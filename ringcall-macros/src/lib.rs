//! ringcall-macros: the code-generation step behind `#[ringcall::interface]`.
//!
//! Applied to a trait definition, the macro generates everything the
//! dispatch runtime needs for that interface:
//!
//! - the trait itself, async-trait'd, with `Send + Sync + 'static`
//!   supertraits and a default no-op `on_batch_end` hook;
//! - `{Trait}Method`: a field-less enum identifying each declared method;
//! - `{Trait}Call`: the call enum — one variant per method carrying its
//!   arguments, plus `Empty` for a cleared slot — implementing
//!   `ringcall::RingCall`;
//! - `{Trait}Invoker`: the replay adapter implementing
//!   `ringcall::Invoker`, whose match is the method-to-invoker table;
//! - `{Trait}Proxy`: a cloneable proxy implementing the trait by capturing
//!   each call and publishing it, with a typed `create` constructor.
//!
//! Signature shapes the slot model cannot hold are rejected here, at
//! build time: non-`&self` receivers, generic methods, reference-typed
//! arguments, default method bodies, and the reserved name `on_batch_end`.

use proc_macro::TokenStream;
use proc_macro2::TokenStream as TokenStream2;
use quote::{format_ident, quote};
use syn::{
    parse_macro_input, parse_quote, Error, FnArg, Ident, ItemTrait, Pat, ReturnType, TraitItem,
    TraitItemFn, Type,
};

/// Generates the dispatch surface for an interface trait.
///
/// # Example
///
/// ```ignore
/// #[ringcall::interface]
/// pub trait Listener {
///     async fn on_string(&self, value: String);
///     async fn on_float_and_int(&self, f: f32, i: i32);
/// }
///
/// // Generated alongside the trait:
/// // - ListenerMethod { OnString, OnFloatAndInt }
/// // - ListenerCall { Empty, OnString(String), OnFloatAndInt(f32, i32) }
/// // - ListenerInvoker (replays a ListenerCall onto an Arc<dyn Listener>)
/// // - ListenerProxy::create(&ring, strategy, implementations)
/// ```
///
/// Argument types must be `Clone + Debug + Send + Sync + 'static`: captured
/// values live in ring slots shared across tasks and are cloned out at
/// replay. Non-`()` return types must implement `Default`; the proxy
/// returns the default value whether the call was published or dropped.
#[proc_macro_attribute]
pub fn interface(_attr: TokenStream, item: TokenStream) -> TokenStream {
    let input = parse_macro_input!(item as ItemTrait);

    match generate_interface(&input) {
        Ok(tokens) => tokens.into(),
        Err(e) => e.to_compile_error().into(),
    }
}

struct MethodInfo {
    name: Ident,
    variant: Ident,
    args: Vec<(Ident, Type)>,
    ret: Option<Type>,
}

fn generate_interface(input: &ItemTrait) -> syn::Result<TokenStream2> {
    if !input.generics.params.is_empty() {
        return Err(Error::new_spanned(
            &input.generics,
            "ring-dispatched interfaces must not be generic",
        ));
    }

    let trait_ident = &input.ident;
    let vis = &input.vis;

    let call_enum = format_ident!("{}Call", trait_ident);
    let method_enum = format_ident!("{}Method", trait_ident);
    let invoker_struct = format_ident!("{}Invoker", trait_ident);
    let proxy_struct = format_ident!("{}Proxy", trait_ident);

    let methods: Vec<MethodInfo> = input
        .items
        .iter()
        .map(|item| match item {
            TraitItem::Fn(method) => parse_method(method),
            other => Err(Error::new_spanned(
                other,
                "ring-dispatched interfaces may only contain methods",
            )),
        })
        .collect::<syn::Result<Vec<_>>>()?;

    let output_trait = generate_trait(input);
    let enums = generate_enums(vis, trait_ident, &call_enum, &method_enum, &methods);
    let ring_call_impl = generate_ring_call_impl(&call_enum, &method_enum, &methods);
    let invoker = generate_invoker(vis, trait_ident, &call_enum, &invoker_struct, &methods);
    let proxy = generate_proxy(
        vis,
        trait_ident,
        &call_enum,
        &invoker_struct,
        &proxy_struct,
        &methods,
    );

    Ok(quote! {
        #output_trait
        #enums
        #ring_call_impl
        #invoker
        #proxy
    })
}

fn parse_method(method: &TraitItemFn) -> syn::Result<MethodInfo> {
    let sig = &method.sig;

    if sig.ident == "on_batch_end" {
        return Err(Error::new_spanned(
            &sig.ident,
            "`on_batch_end` is reserved: every interface gets an end-of-batch \
             hook automatically; override it on an implementation instead",
        ));
    }
    if method.default.is_some() {
        return Err(Error::new_spanned(
            sig,
            "interface methods must not have default bodies",
        ));
    }
    if sig.asyncness.is_none() {
        return Err(Error::new_spanned(
            sig,
            "interface methods must be `async fn`",
        ));
    }
    if !sig.generics.params.is_empty() || sig.generics.where_clause.is_some() {
        return Err(Error::new_spanned(
            &sig.generics,
            "interface methods must not be generic",
        ));
    }
    match sig.inputs.first() {
        Some(FnArg::Receiver(receiver))
            if receiver.reference.is_some() && receiver.mutability.is_none() => {}
        _ => {
            return Err(Error::new_spanned(
                sig,
                "interface methods must take `&self`",
            ));
        }
    }

    let mut args = Vec::new();
    for arg in sig.inputs.iter().skip(1) {
        let FnArg::Typed(pat_type) = arg else {
            return Err(Error::new_spanned(arg, "unexpected receiver"));
        };
        let Pat::Ident(pat_ident) = pat_type.pat.as_ref() else {
            return Err(Error::new_spanned(
                &pat_type.pat,
                "argument patterns must be plain identifiers",
            ));
        };
        if matches!(pat_type.ty.as_ref(), Type::Reference(_)) {
            return Err(Error::new_spanned(
                &pat_type.ty,
                "argument types must be owned: captured arguments live in \
                 ring slots shared across tasks",
            ));
        }
        args.push((pat_ident.ident.clone(), (*pat_type.ty).clone()));
    }

    let ret = match &sig.output {
        ReturnType::Default => None,
        ReturnType::Type(_, ty) => Some((**ty).clone()),
    };

    Ok(MethodInfo {
        name: sig.ident.clone(),
        variant: camel_case(&sig.ident),
        args,
        ret,
    })
}

/// `on_float_and_int` -> `OnFloatAndInt`, keeping the original span so
/// errors in generated code point at the method.
fn camel_case(ident: &Ident) -> Ident {
    let mut camel = String::new();
    let mut boundary = true;
    for ch in ident.to_string().chars() {
        if ch == '_' {
            boundary = true;
        } else if boundary {
            camel.extend(ch.to_uppercase());
            boundary = false;
        } else {
            camel.push(ch);
        }
    }
    format_ident!("{}", camel, span = ident.span())
}

/// Re-emits the trait with dispatch supertraits and the batch hook added.
fn generate_trait(input: &ItemTrait) -> TokenStream2 {
    let mut output = input.clone();
    output.supertraits.push(parse_quote!(::core::marker::Send));
    output.supertraits.push(parse_quote!(::core::marker::Sync));
    output.supertraits.push(parse_quote!('static));
    output.items.push(parse_quote! {
        /// Called after the last invocation of a contiguous batch has been
        /// replayed onto this implementation. The default does nothing;
        /// override it to make an implementation batch-aware.
        async fn on_batch_end(&self) {}
    });

    quote! {
        #[::ringcall::async_trait]
        #output
    }
}

fn generate_enums(
    vis: &syn::Visibility,
    trait_ident: &Ident,
    call_enum: &Ident,
    method_enum: &Ident,
    methods: &[MethodInfo],
) -> TokenStream2 {
    let variants: Vec<&Ident> = methods.iter().map(|m| &m.variant).collect();

    let call_variants = methods.iter().map(|m| {
        let variant = &m.variant;
        if m.args.is_empty() {
            quote! { #variant }
        } else {
            let types = m.args.iter().map(|(_, ty)| ty);
            quote! { #variant(#(#types),*) }
        }
    });

    let method_doc = format!("Identifies one method of [`{trait_ident}`].");
    let call_doc = format!(
        "One captured invocation of [`{trait_ident}`]: the slot payload of its \
         dispatch ring.\n\nThe discriminant is the method identifier and the \
         variant fields are the argument holder; `Empty` is the cleared state \
         every slot is preallocated with."
    );

    quote! {
        #[doc = #method_doc]
        #[derive(Debug, Clone, Copy, PartialEq, Eq, Hash)]
        #vis enum #method_enum {
            #(#variants),*
        }

        #[doc = #call_doc]
        #[derive(Debug, Default)]
        #vis enum #call_enum {
            /// Cleared slot: no invocation captured.
            #[default]
            Empty,
            #(#call_variants),*
        }
    }
}

fn generate_ring_call_impl(
    call_enum: &Ident,
    method_enum: &Ident,
    methods: &[MethodInfo],
) -> TokenStream2 {
    let variants: Vec<&Ident> = methods.iter().map(|m| &m.variant).collect();

    quote! {
        impl ::ringcall::RingCall for #call_enum {
            type Method = #method_enum;

            const METHODS: &'static [#method_enum] = &[
                #(#method_enum::#variants),*
            ];

            fn method(&self) -> ::core::option::Option<#method_enum> {
                match self {
                    Self::Empty => ::core::option::Option::None,
                    #(Self::#variants { .. } => ::core::option::Option::Some(#method_enum::#variants),)*
                }
            }

            fn clear(&mut self) {
                *self = Self::Empty;
            }
        }
    }
}

fn generate_invoker(
    vis: &syn::Visibility,
    trait_ident: &Ident,
    call_enum: &Ident,
    invoker_struct: &Ident,
    methods: &[MethodInfo],
) -> TokenStream2 {
    let replay_arms = methods.iter().map(|m| {
        let name = &m.name;
        let variant = &m.variant;
        if m.args.is_empty() {
            quote! {
                #call_enum::#variant => {
                    let _ = self.0.#name().await;
                }
            }
        } else {
            let arg_names: Vec<&Ident> = m.args.iter().map(|(name, _)| name).collect();
            quote! {
                #call_enum::#variant(#(#arg_names),*) => {
                    let _ = self.0.#name(#(#arg_names.clone()),*).await;
                }
            }
        }
    });

    let invoker_doc = format!(
        "Replays captured [`{call_enum}`] invocations onto one \
         [`{trait_ident}`] implementation.\n\nThe `replay` match is the \
         method-identifier-to-invoker table, compiled to a jump table."
    );

    quote! {
        #[doc = #invoker_doc]
        #vis struct #invoker_struct(#vis ::std::sync::Arc<dyn #trait_ident>);

        #[::ringcall::async_trait]
        impl ::ringcall::Invoker<#call_enum> for #invoker_struct {
            async fn replay(&self, call: &#call_enum) {
                match call {
                    #call_enum::Empty => {}
                    #(#replay_arms)*
                }
            }

            async fn end_of_batch(&self) {
                self.0.on_batch_end().await;
            }
        }
    }
}

fn generate_proxy(
    vis: &syn::Visibility,
    trait_ident: &Ident,
    call_enum: &Ident,
    invoker_struct: &Ident,
    proxy_struct: &Ident,
    methods: &[MethodInfo],
) -> TokenStream2 {
    let proxy_methods = methods.iter().map(|m| {
        let name = &m.name;
        let variant = &m.variant;
        let arg_names: Vec<&Ident> = m.args.iter().map(|(name, _)| name).collect();
        let params = m.args.iter().map(|(name, ty)| quote! { #name: #ty });

        let capture = if m.args.is_empty() {
            quote! { #call_enum::#variant }
        } else {
            quote! { #call_enum::#variant(#(#arg_names),*) }
        };

        match &m.ret {
            None => quote! {
                async fn #name(&self, #(#params),*) {
                    self.inner.dispatch(#capture).await;
                }
            },
            Some(ty) => quote! {
                async fn #name(&self, #(#params),*) -> #ty {
                    self.inner.dispatch(#capture).await;
                    // The real result is produced later, on a consumer
                    // task; fire-and-forget callers get the default.
                    ::core::default::Default::default()
                }
            },
        }
    });

    let proxy_doc = format!(
        "Ring-backed proxy implementing [`{trait_ident}`].\n\nEvery call is \
         captured as a [`{call_enum}`] and published to the dispatch ring; \
         the work happens later, on the consumer task of each attached \
         implementation. Cloning is cheap and clones share the ring."
    );
    let create_doc = format!(
        "Attaches `implementations` to `ring` and returns a proxy publishing \
         under `strategy`.\n\nEach implementation gets its own consumer \
         task; more than one adds a reset stage that clears each slot once \
         the whole group has released it. Must be called within a Tokio \
         runtime.\n\n# Errors\n\nReturns \
         [`BuildError`](::ringcall::BuildError) if the ring has no \
         fatal-error handler registered or `implementations` is empty."
    );

    quote! {
        #[doc = #proxy_doc]
        #[derive(Clone)]
        #vis struct #proxy_struct {
            inner: ::ringcall::DispatchProxy<#call_enum>,
        }

        impl #proxy_struct {
            #[doc = #create_doc]
            #vis fn create(
                ring: &::ringcall::DispatchRing<#call_enum>,
                strategy: ::ringcall::OverflowStrategy,
                implementations: ::std::vec::Vec<::std::sync::Arc<dyn #trait_ident>>,
            ) -> ::core::result::Result<Self, ::ringcall::BuildError> {
                let invokers: ::std::vec::Vec<
                    ::std::sync::Arc<dyn ::ringcall::Invoker<#call_enum>>,
                > = implementations
                    .into_iter()
                    .map(
                        |implementation| -> ::std::sync::Arc<
                            dyn ::ringcall::Invoker<#call_enum>,
                        > {
                            ::std::sync::Arc::new(#invoker_struct(implementation))
                        },
                    )
                    .collect();

                ::core::result::Result::Ok(Self {
                    inner: ::ringcall::create_proxy(ring, strategy, invokers)?,
                })
            }

            /// The overflow strategy this proxy was created with.
            #vis fn strategy(&self) -> ::ringcall::OverflowStrategy {
                self.inner.strategy()
            }
        }

        #[::ringcall::async_trait]
        impl #trait_ident for #proxy_struct {
            #(#proxy_methods)*
        }
    }
}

• • • • • • •

Task directions:
Your answer should be all lines from the data that contain "nThe".

Written reply:
         dispatch ring.\n\nThe discriminant is the method identifier and the \
         [`{trait_ident}`] implementation.\n\nThe `replay` match is the \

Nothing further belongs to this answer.